起昭陽協洽(癸未),盡閼逢敦牂(甲午),凡十二年。


    孝武皇帝天漢三年(癸未、前九八年)


    春,二月,王卿有罪自殺,以執金吾杜周為禦史大夫。


    初榷酒酤。


    三月,上行幸泰山,修封,祀明堂,因受計。還,祠常山,瘞玄玉。方士之候祠神人、入海求蓬萊者終無有驗,而公孫卿猶以大人跡為解,天子益怠厭方士之怪迂語矣;然猶羈縻不絕,冀遇其真。自此之後,方士言神祠者彌眾,然其效可睹矣。


    夏,四月,大旱。赦天下。


    秋,匈奴入鴈門。太守坐畏愞棄市。


    武帝天漢四年(甲申、前九七年)


    春,正月,朝諸侯王於甘泉宮。


    發天下七科謫及勇敢士,遣貳師將軍李廣利將騎六萬、步兵七萬出朔方;強弩都尉路博德將萬餘人與貳師會;遊擊將軍韓說將步兵三萬人出五原;因杅將軍公孫敖將騎萬、步兵三萬人出鴈門。匈奴聞之,悉遠其累重於餘吾水北;而單於以兵十萬待水南,與貳師接戰。貳師解而引歸,與單於連鬬十餘日。遊擊無所得。因杅與左賢王戰,不利,引歸。

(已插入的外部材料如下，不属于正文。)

//! Task generation: single-pass and target-volume cycling over a
//! deduplicated input set.

use crate::error::{DispatchError, DispatchResult};
use serde::{Deserialize, Serialize};
use std::collections::{HashMap, HashSet};
use std::path::Path;

/// One unit of submitted work.
#[derive(Debug, Clone, PartialEq, Eq, Serialize, Deserialize)]
pub struct Task<P> {
    /// 1-based position in the produced sequence, unique per run
    pub id: u64,
    /// Which pass over the inputs produced this task, starting at 1
    pub cycle: u64,
    pub payload: P,
}

/// Lazy, finite sequence of tasks over a fixed input set.
#[derive(Debug, Clone)]
pub struct TaskSource<P> {
    inputs: Vec<P>,
    total: u64,
    next: u64,
}

impl<P: Clone> TaskSource<P> {
    /// One task per input, all in cycle 1.
    pub fn single_pass(inputs: Vec<P>) -> Self {
        let total = inputs.len() as u64;
        Self {
            inputs,
            total,
            next: 0,
        }
    }

    /// Exactly `total` tasks, restarting the inputs as often as needed and
    /// truncating the last pass.
    pub fn cycling(inputs: Vec<P>, total: u64) -> Self {
        let total = if inputs.is_empty() { 0 } else { total };
        Self {
            inputs,
            total,
            next: 0,
        }
    }

    /// The same payload `total` times.
    pub fn repeated(payload: P, total: u64) -> Self {
        Self::cycling(vec![payload], total)
    }

    /// Number of tasks the source produces in total.
    pub fn len(&self) -> u64 {
        self.total
    }

    pub fn is_empty(&self) -> bool {
        self.total == 0
    }

    /// Tasks not yet pulled.
    pub fn remaining(&self) -> u64 {
        self.total - self.next
    }

    /// Number of distinct inputs.
    pub fn distinct_inputs(&self) -> usize {
        self.inputs.len()
    }

    /// Passes over the inputs needed to reach the total.
    pub fn cycles(&self) -> u64 {
        if self.inputs.is_empty() {
            0
        } else {
            self.total.div_ceil(self.inputs.len() as u64)
        }
    }
}

impl<P: Clone> Iterator for TaskSource<P> {
    type Item = Task<P>;

    fn next(&mut self) -> Option<Self::Item> {
        if self.next >= self.total {
            return None;
        }
        let k = self.inputs.len() as u64;
        let idx = self.next;
        self.next += 1;
        Some(Task {
            id: idx + 1,
            cycle: idx / k + 1,
            payload: self.inputs[(idx % k) as usize].clone(),
        })
    }

    fn nth(&mut self, n: usize) -> Option<Self::Item> {
        self.next = self.next.saturating_add(n as u64).min(self.total);
        self.next()
    }

    fn size_hint(&self) -> (usize, Option<usize>) {
        let remaining = self.remaining() as usize;
        (remaining, Some(remaining))
    }
}

/// What [`dedup_lines`] dropped.
#[derive(Debug, Clone, Default, PartialEq, Eq, Serialize, Deserialize)]
pub struct DedupReport {
    pub total_lines: usize,
    pub blank_lines: usize,
    pub unique: usize,
    /// Lines dropped because an identical line came earlier
    pub duplicates: usize,
    /// Values seen more than once, in first-seen order
    pub repeated: Vec<String>,
}

/// Trim, drop blank lines and collapse duplicates, keeping first-seen order.
pub fn dedup_lines<I, S>(lines: I) -> (Vec<String>, DedupReport)
where
    I: IntoIterator<Item = S>,
    S: AsRef<str>,
{
    let mut unique = Vec::new();
    let mut seen = HashSet::new();
    let mut repeat_counts: HashMap<String, usize> = HashMap::new();
    let mut report = DedupReport::default();

    for line in lines {
        report.total_lines += 1;
        let line = line.as_ref().trim();
        if line.is_empty() {
            report.blank_lines += 1;
            continue;
        }
        if seen.insert(line.to_string()) {
            unique.push(line.to_string());
            continue;
        }
        report.duplicates += 1;
        let count = repeat_counts.entry(line.to_string()).or_insert(0);
        if *count == 0 {
            report.repeated.push(line.to_string());
        }
        *count += 1;
    }

    report.unique = unique.len();
    (unique, report)
}

/// Read a line-oriented input file and deduplicate it.
pub fn read_lines(path: impl AsRef<Path>) -> DispatchResult<(Vec<String>, DedupReport)> {
    let path = path.as_ref();
    let contents = std::fs::read_to_string(path).map_err(|source| DispatchError::InputIo {
        path: path.to_path_buf(),
        source,
    })?;
    Ok(dedup_lines(contents.lines()))
}
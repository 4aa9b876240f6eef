use dispatch_core::{Outcome, ReportHook, RunReport, RunSummary};
use serde::Serialize;
use std::path::PathBuf;

#[derive(Debug, Serialize)]
struct SummaryFile<'a> {
    timestamp: String,
    summary: &'a RunSummary,
    results: &'a [Outcome],
}

/// Writes `summary.json` (every result), plus `failure_analysis.txt` and
/// `failed_requests.json` with full response bodies when something failed.
pub struct FileReportHook {
    dir: PathBuf,
}

impl FileReportHook {
    pub fn new(dir: impl Into<PathBuf>) -> Self {
        Self { dir: dir.into() }
    }
}

impl ReportHook for FileReportHook {
    fn name(&self) -> &'static str {
        "files"
    }

    fn on_complete(&self, report: &RunReport) -> Result<(), Box<dyn std::error::Error + Send + Sync>> {
        std::fs::create_dir_all(&self.dir)?;

        let summary = SummaryFile {
            timestamp: chrono::Utc::now().to_rfc3339(),
            summary: &report.summary,
            results: &report.outcomes,
        };
        std::fs::write(self.dir.join("summary.json"), serde_json::to_string_pretty(&summary)?)?;

        if let Some(analysis) = &report.failure_report {
            std::fs::write(self.dir.join("failure_analysis.txt"), analysis)?;
            let failed: Vec<&Outcome> = report.failed_outcomes().collect();
            std::fs::write(
                self.dir.join("failed_requests.json"),
                serde_json::to_string_pretty(&failed)?,
            )?;
        }

        Ok(())
    }
}
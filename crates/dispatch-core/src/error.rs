//! Run-level errors.
//!
//! Everything that can go wrong with a single task is captured in its
//! [`Outcome`](crate::outcome::Outcome). [`DispatchError`] only covers
//! misconfiguration detected before the first task is admitted.

use std::path::PathBuf;

/// Errors surfaced to the caller before any task is admitted.
#[derive(Debug, thiserror::Error)]
pub enum DispatchError {
    /// The config file could not be read from disk.
    #[error("failed to read config file {path}: {source}")]
    ConfigIo {
        path: PathBuf,
        source: std::io::Error,
    },

    /// The config file is not valid TOML or does not match the schema.
    #[error("failed to parse config TOML: {source}")]
    ConfigParse {
        #[from]
        source: toml::de::Error,
    },

    /// The config parsed but carries values the dispatcher cannot run with.
    #[error("config validation error: {message}")]
    ConfigValidation { message: String },

    /// The task source produced nothing to dispatch.
    #[error("task source is empty")]
    EmptySource,

    /// An input file could not be read.
    #[error("failed to read input file {path}: {source}")]
    InputIo {
        path: PathBuf,
        source: std::io::Error,
    },

    /// The HTTP client could not be constructed.
    #[error("failed to build HTTP client: {source}")]
    HttpClient {
        #[from]
        source: reqwest::Error,
    },
}

impl DispatchError {
    pub(crate) fn invalid(message: impl Into<String>) -> Self {
        Self::ConfigValidation {
            message: message.into(),
        }
    }
}

pub type DispatchResult<T> = Result<T, DispatchError>;
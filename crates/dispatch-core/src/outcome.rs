use serde::{Deserialize, Serialize};
use std::fmt;
use std::time::Duration;

/// Why a task did not succeed.
#[derive(Debug, Clone, Copy, Default, PartialEq, Eq, Hash, PartialOrd, Ord, Serialize, Deserialize)]
#[serde(rename_all = "snake_case")]
pub enum ErrorKind {
    #[default]
    None,
    /// Connection, DNS, TLS or timeout; no response was received
    Transport,
    /// A response arrived with a non-2xx status
    Status,
    /// A 2xx response whose body could not be decoded
    Decode,
    /// A decoded 2xx response that carries a failure marker
    UpstreamSemantic,
}

impl ErrorKind {
    /// Failure kinds in report order.
    pub const FAILURES: [ErrorKind; 4] = [
        ErrorKind::Transport,
        ErrorKind::Status,
        ErrorKind::Decode,
        ErrorKind::UpstreamSemantic,
    ];

    pub fn as_str(&self) -> &'static str {
        match self {
            Self::None => "none",
            Self::Transport => "transport",
            Self::Status => "status",
            Self::Decode => "decode",
            Self::UpstreamSemantic => "upstream_semantic",
        }
    }
}

impl fmt::Display for ErrorKind {
    fn fmt(&self, f: &mut fmt::Formatter<'_>) -> fmt::Result {
        f.write_str(self.as_str())
    }
}

/// The recorded result of executing one task. Built only through the
/// constructors below so `success` always agrees with `error_kind`.
#[derive(Debug, Clone, PartialEq, Serialize, Deserialize)]
pub struct Outcome {
    task_id: u64,
    #[serde(skip_serializing_if = "Option::is_none")]
    status_code: Option<u16>,
    #[serde(rename = "elapsed_ms", with = "duration_ms")]
    elapsed: Duration,
    success: bool,
    error_kind: ErrorKind,
    #[serde(skip_serializing_if = "Option::is_none")]
    error_detail: Option<String>,
    #[serde(skip_serializing_if = "Option::is_none")]
    answer: Option<String>,
    /// Full response body of a failed call, when one was received
    #[serde(default, skip_serializing_if = "Option::is_none")]
    raw_response: Option<String>,
}

impl Outcome {
    pub fn success(task_id: u64, status_code: u16, elapsed: Duration, answer: Option<String>) -> Self {
        Self {
            task_id,
            status_code: Some(status_code),
            elapsed,
            success: true,
            error_kind: ErrorKind::None,
            error_detail: None,
            answer,
            raw_response: None,
        }
    }

    pub fn transport(task_id: u64, elapsed: Duration, detail: impl Into<String>) -> Self {
        Self::failed(task_id, ErrorKind::Transport, None, elapsed, detail.into())
    }

    pub fn status(task_id: u64, status_code: u16, elapsed: Duration, detail: impl Into<String>) -> Self {
        Self::failed(task_id, ErrorKind::Status, Some(status_code), elapsed, detail.into())
    }

    pub fn decode(task_id: u64, status_code: u16, elapsed: Duration, detail: impl Into<String>) -> Self {
        Self::failed(task_id, ErrorKind::Decode, Some(status_code), elapsed, detail.into())
    }

    pub fn upstream(task_id: u64, status_code: u16, elapsed: Duration, detail: impl Into<String>) -> Self {
        Self::failed(
            task_id,
            ErrorKind::UpstreamSemantic,
            Some(status_code),
            elapsed,
            detail.into(),
        )
    }

    fn failed(
        task_id: u64,
        error_kind: ErrorKind,
        status_code: Option<u16>,
        elapsed: Duration,
        detail: String,
    ) -> Self {
        Self {
            task_id,
            status_code,
            elapsed,
            success: false,
            error_kind,
            error_detail: (!detail.is_empty()).then_some(detail),
            answer: None,
            raw_response: None,
        }
    }

    /// Attach the untruncated response body. Ignored on successes.
    pub fn with_raw_response(mut self, body: impl Into<String>) -> Self {
        if !self.success {
            self.raw_response = Some(body.into());
        }
        self
    }

    pub fn task_id(&self) -> u64 {
        self.task_id
    }

    pub fn status_code(&self) -> Option<u16> {
        self.status_code
    }

    pub fn elapsed(&self) -> Duration {
        self.elapsed
    }

    pub fn is_success(&self) -> bool {
        self.success
    }

    pub fn error_kind(&self) -> ErrorKind {
        self.error_kind
    }

    pub fn error_detail(&self) -> Option<&str> {
        self.error_detail.as_deref()
    }

    pub fn answer(&self) -> Option<&str> {
        self.answer.as_deref()
    }

    pub fn raw_response(&self) -> Option<&str> {
        self.raw_response.as_deref()
    }
}

mod duration_ms {
    use serde::{Deserialize, Deserializer, Serializer};
    use std::time::Duration;

    pub fn serialize<S: Serializer>(d: &Duration, s: S) -> Result<S::Ok, S::Error> {
        s.serialize_u64(d.as_millis() as u64)
    }

    pub fn deserialize<'de, D: Deserializer<'de>>(d: D) -> Result<Duration, D::Error> {
        u64::deserialize(d).map(Duration::from_millis)
    }
}
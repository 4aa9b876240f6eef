use anyhow::{Context, Result};
use clap::Parser;
use dispatch_core::{read_lines, DedupReport};
use std::path::{Path, PathBuf};

#[derive(Parser, Debug)]
#[command(name = "dedup-lines")]
#[command(about = "Removes blank and duplicate lines from a question file, keeping first-seen order")]
struct Args {
    /// File to read, one entry per line
    #[arg(long, default_value = "questions.txt")]
    input: PathBuf,

    /// File to write the unique lines to
    #[arg(long, default_value = "questionnew.txt")]
    output: PathBuf,
}

fn main() -> Result<()> {
    let args = Args::parse();

    let report = rewrite(&args.input, &args.output)?;
    print_report(&report, &args.output);

    Ok(())
}

fn rewrite(input: &Path, output: &Path) -> Result<DedupReport> {
    let (unique, report) =
        read_lines(input).with_context(|| format!("Failed to read {:?}", input))?;

    let mut contents = unique.join("\n");
    if !contents.is_empty() {
        contents.push('\n');
    }
    std::fs::write(output, contents).with_context(|| format!("Failed to write {:?}", output))?;

    Ok(report)
}

fn print_report(report: &DedupReport, output: &Path) {
    println!("\n=== Dedup Summary ===");
    println!("Lines read: {}", report.total_lines);
    println!("Blank lines: {}", report.blank_lines);
    println!("Unique lines: {}", report.unique);
    println!("Duplicates removed: {}", report.duplicates);
    if !report.repeated.is_empty() {
        println!("Repeated values:");
        for value in &report.repeated {
            println!("  {value}");
        }
    }
    println!("Written to {}", output.display());
    println!();
}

    時上遣敖深入匈奴迎李陵,敖軍無功還,因曰:“捕得生口,言李陵敎單於為兵以備漢軍,故臣無所得。”上於是族陵家。旣而聞之,乃漢將降匈奴者李緒,非陵也。陵使人刺殺緒。大閼氏欲殺陵,單於匿之北方;大閼氏死,乃還。單於以女妻陵,立為右校王,與衛律皆貴用事。衛律常在單於左右;陵居外,有大事乃入議。


    夏,四月,立皇子髆為昌邑王。


    武帝太始元年(乙酉、前九六年)


    春,正月,公孫敖坐妻為巫蠱要斬。


    徙郡國豪桀於茂陵。


    夏,六月,赦天下。


    是歲,匈奴且鞮侯單於死;有兩子,長為左賢王,次為左大將。左賢王未至,貴人以為有病,更立左大將為單於。左賢王聞之,不敢進;左大將使人召左賢王而讓位焉。左賢王辭以病,左大將不聽,謂曰:“卽不幸死,傳之於我。”左賢王許之,遂立,為狐鹿姑單於;以左大將為左賢王。數年,病死;其子先賢撣不得代,更以為日逐王。單於自以其子為左賢王。


    武帝太始二年(丙戌、前九五年)


    春,正月,上行幸回中。


    杜周卒,光祿大夫暴勝之為禦史大夫。


    秋,旱。


    趙中大夫白公奏穿渠引涇水,首起穀口,尾入櫟陽,注渭中,袤二百裏,溉田四千五百餘頃,因名曰白渠;民得其饒。


    武帝太始三年(丁亥、前九四年)


    春,正月,上行幸甘泉宮。二月,幸東海,獲赤鴈。幸琅邪,禮日成山,登之罘,浮大海而還。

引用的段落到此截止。